§ **Your objective**
In your reply, reproduce the lines from the first one below to the line containing "block until the", inclusive, exactly as they stand.

--

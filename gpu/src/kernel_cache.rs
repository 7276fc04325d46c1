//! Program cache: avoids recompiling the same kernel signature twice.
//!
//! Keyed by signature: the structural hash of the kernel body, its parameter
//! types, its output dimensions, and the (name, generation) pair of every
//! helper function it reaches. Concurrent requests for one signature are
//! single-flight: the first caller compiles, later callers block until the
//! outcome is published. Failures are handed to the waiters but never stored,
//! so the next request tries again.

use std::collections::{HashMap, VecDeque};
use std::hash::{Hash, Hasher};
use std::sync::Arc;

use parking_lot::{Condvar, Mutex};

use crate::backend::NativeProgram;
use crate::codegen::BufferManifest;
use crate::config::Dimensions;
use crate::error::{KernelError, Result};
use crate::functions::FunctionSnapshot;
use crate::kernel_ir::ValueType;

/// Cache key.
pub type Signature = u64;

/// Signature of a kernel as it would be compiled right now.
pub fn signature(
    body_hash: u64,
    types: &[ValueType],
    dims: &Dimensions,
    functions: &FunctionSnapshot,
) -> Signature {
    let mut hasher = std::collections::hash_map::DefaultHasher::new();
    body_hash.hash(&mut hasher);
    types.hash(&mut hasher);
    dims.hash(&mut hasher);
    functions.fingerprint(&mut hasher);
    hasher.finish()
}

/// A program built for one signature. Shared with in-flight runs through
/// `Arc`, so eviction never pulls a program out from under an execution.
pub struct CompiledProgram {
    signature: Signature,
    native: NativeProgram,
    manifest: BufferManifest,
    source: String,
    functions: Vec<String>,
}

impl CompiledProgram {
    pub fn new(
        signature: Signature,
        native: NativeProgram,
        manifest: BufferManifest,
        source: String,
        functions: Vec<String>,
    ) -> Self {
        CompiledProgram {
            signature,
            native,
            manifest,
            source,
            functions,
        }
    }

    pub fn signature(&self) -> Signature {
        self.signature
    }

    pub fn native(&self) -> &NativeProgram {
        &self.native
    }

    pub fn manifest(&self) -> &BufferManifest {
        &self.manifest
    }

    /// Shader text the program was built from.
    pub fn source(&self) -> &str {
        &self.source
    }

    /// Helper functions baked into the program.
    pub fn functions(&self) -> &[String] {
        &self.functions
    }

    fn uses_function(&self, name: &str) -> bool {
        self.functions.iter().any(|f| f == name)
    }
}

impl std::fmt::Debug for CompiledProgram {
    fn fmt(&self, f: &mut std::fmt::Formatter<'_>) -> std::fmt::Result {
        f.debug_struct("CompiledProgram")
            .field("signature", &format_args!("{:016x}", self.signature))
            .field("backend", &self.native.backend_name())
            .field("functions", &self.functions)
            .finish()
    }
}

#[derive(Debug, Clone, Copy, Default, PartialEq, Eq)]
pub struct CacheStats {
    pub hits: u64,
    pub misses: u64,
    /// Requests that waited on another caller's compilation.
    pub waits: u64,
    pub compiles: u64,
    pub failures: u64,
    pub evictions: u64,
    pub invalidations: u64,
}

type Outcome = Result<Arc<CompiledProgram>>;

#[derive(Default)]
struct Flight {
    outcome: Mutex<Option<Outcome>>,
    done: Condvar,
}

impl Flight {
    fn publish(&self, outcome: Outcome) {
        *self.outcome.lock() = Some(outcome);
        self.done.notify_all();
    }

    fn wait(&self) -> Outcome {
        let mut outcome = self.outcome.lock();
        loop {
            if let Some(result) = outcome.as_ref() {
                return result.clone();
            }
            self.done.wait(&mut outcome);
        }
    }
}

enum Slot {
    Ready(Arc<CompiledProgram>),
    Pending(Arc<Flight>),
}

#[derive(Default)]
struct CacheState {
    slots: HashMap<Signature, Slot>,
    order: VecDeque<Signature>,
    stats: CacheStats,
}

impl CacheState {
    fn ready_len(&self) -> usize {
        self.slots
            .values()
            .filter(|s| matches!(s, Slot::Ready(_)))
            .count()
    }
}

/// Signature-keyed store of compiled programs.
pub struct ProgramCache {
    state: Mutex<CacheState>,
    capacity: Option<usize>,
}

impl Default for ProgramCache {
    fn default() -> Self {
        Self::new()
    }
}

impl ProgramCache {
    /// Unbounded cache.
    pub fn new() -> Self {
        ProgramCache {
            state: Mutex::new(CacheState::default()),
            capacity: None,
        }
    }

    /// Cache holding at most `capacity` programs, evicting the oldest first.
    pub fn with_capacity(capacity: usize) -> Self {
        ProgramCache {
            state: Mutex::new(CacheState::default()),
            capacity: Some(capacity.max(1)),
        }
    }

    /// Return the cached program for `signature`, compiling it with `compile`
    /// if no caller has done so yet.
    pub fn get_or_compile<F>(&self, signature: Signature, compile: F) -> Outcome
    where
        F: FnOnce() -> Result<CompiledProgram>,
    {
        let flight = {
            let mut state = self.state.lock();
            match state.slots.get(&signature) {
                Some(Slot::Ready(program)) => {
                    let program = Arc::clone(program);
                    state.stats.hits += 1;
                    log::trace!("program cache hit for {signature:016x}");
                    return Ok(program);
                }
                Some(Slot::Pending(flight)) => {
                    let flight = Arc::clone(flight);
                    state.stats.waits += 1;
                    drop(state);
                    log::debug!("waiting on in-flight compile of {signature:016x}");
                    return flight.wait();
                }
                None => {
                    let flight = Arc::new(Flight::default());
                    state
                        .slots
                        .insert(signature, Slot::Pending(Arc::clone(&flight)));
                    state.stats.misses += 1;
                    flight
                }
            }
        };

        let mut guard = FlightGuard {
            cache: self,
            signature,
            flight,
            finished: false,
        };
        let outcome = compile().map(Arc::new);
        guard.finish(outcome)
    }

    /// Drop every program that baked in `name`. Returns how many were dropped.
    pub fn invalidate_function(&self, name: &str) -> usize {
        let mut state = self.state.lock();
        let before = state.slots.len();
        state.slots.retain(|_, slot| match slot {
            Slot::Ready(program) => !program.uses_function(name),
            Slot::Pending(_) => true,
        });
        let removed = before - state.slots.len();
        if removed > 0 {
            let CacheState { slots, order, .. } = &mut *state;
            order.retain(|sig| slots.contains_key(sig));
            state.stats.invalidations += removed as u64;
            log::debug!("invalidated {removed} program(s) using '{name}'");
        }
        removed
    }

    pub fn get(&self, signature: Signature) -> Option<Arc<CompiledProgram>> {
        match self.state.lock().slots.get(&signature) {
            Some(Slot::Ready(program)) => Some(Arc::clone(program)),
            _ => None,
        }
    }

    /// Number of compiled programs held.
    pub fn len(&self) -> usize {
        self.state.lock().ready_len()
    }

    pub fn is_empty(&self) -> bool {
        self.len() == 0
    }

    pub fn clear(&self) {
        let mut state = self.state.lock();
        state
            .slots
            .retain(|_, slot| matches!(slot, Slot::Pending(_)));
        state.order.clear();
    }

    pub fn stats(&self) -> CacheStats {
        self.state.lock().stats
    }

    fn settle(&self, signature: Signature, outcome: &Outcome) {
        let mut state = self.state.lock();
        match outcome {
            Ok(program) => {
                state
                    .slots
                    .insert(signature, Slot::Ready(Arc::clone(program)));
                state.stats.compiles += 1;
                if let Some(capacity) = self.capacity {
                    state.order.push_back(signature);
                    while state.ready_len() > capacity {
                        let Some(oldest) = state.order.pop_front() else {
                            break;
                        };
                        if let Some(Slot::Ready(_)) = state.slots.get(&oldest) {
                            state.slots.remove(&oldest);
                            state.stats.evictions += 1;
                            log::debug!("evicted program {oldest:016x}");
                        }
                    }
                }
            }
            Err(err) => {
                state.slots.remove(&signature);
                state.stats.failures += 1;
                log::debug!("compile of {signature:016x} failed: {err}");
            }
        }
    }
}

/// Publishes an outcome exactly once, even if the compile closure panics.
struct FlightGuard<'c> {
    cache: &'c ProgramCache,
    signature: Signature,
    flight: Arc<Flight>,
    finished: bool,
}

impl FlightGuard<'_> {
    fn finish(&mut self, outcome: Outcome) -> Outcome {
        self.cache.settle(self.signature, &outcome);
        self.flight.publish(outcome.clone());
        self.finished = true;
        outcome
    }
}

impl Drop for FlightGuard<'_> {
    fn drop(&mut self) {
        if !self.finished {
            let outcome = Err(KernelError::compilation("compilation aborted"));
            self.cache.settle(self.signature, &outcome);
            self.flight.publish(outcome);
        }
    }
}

--

§ **Solution for this exercise**
filename gpu/src/kernel_cache.rs
repository 7276fc04325d46c1
//! Program cache: avoids recompiling the same kernel signature twice.
//!
//! Keyed by signature: the structural hash of the kernel body, its parameter
//! types, its output dimensions, and the (name, generation) pair of every
//! helper function it reaches. Concurrent requests for one signature are
//! single-flight: the first caller compiles, later callers block until the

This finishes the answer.